[AIM OF THE TASK]: Collect the lines of the entries where "sizes" shows up.

[INPUT]:
■ ■ ■ ■
use serde::Serialize;

use super::detect::FaceBox;

/// How much larger than the face box the crop is, to include head and shoulders.
pub const CROP_PADDING: f64 = 1.6;

/// Square source region, always fully inside the bitmap
#[derive(Debug, Clone, Copy, PartialEq, Eq, Serialize)]
pub struct CropRegion {
    pub x: u32,
    pub y: u32,
    pub size: u32,
}

/// Computes the square crop around a face.
///
/// The square is `max(w, h) * 1.6` wide and centered on the face. It is shifted
/// back inside the bitmap on every edge, and shrunk to the short side if it
/// would not fit at all.
pub fn crop_region(face: &FaceBox, width: u32, height: u32) -> CropRegion {
    let short_side = width.min(height).max(1);
    let size = (face.width.max(face.height) * CROP_PADDING).clamp(1.0, short_side as f64);
    let (cx, cy) = face.center();

    let x = (cx - size / 2.0).clamp(0.0, (width as f64 - size).max(0.0));
    let y = (cy - size / 2.0).clamp(0.0, (height as f64 - size).max(0.0));

    let size = (size.floor() as u32).clamp(1, short_side);
    CropRegion {
        x: (x.floor() as u32).min(width.saturating_sub(size)),
        y: (y.floor() as u32).min(height.saturating_sub(size)),
        size,
    }
}

#[cfg(test)]
mod tests {
    use super::*;

    fn face(x: f64, y: f64, width: f64, height: f64) -> FaceBox {
        FaceBox {
            x,
            y,
            width,
            height,
        }
    }

    fn assert_inside(region: CropRegion, width: u32, height: u32) {
        assert!(region.size >= 1);
        assert!(region.x + region.size <= width, "{:?} in {}x{}", region, width, height);
        assert!(region.y + region.size <= height, "{:?} in {}x{}", region, width, height);
    }

    #[test]
    fn test_centered_face() {
        let region = crop_region(&face(400.0, 300.0, 200.0, 250.0), 1600, 1200);

        // 250 * 1.6 = 400, centered on (500, 425)
        assert_eq!(region, CropRegion { x: 300, y: 225, size: 400 });
    }

    #[test]
    fn test_top_left_is_clamped() {
        let region = crop_region(&face(10.0, 5.0, 100.0, 100.0), 800, 600);

        assert_eq!(region, CropRegion { x: 0, y: 0, size: 160 });
    }

    #[test]
    fn test_bottom_right_is_clamped() {
        let region = crop_region(&face(700.0, 520.0, 90.0, 70.0), 800, 600);

        assert_eq!(region.size, 144);
        assert_eq!(region.x, 800 - 144);
        assert_eq!(region.y, 600 - 144);
    }

    #[test]
    fn test_oversized_face_shrinks_to_short_side() {
        let region = crop_region(&face(0.0, 0.0, 500.0, 700.0), 640, 480);

        assert_eq!(region.size, 480);
        assert_inside(region, 640, 480);
    }

    #[test]
    fn test_always_inside() {
        let sizes = [(1, 1), (37, 1000), (1000, 37), (640, 480), (3000, 4000)];
        for (w, h) in sizes {
            for i in 0..40 {
                let f = i as f64;
                let boxes = [
                    face(f * 17.0 - 100.0, f * 13.0 - 50.0, 5.0 + f * 9.0, 7.0 + f * 3.0),
                    face(w as f64 - f, h as f64 - f, f + 1.0, f + 2.0),
                    face(-f * 50.0, -f * 50.0, 1.0 + f, 1.0 + f),
                ];
                for b in boxes {
                    assert_inside(crop_region(&b, w, h), w, h);
                }
            }
        }
    }
}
■ ■ ■ ■
[EXERCISE OUTPUT]:
        let sizes = [(1, 1), (37, 1000), (1000, 37), (640, 480), (3000, 4000)];
        for (w, h) in sizes {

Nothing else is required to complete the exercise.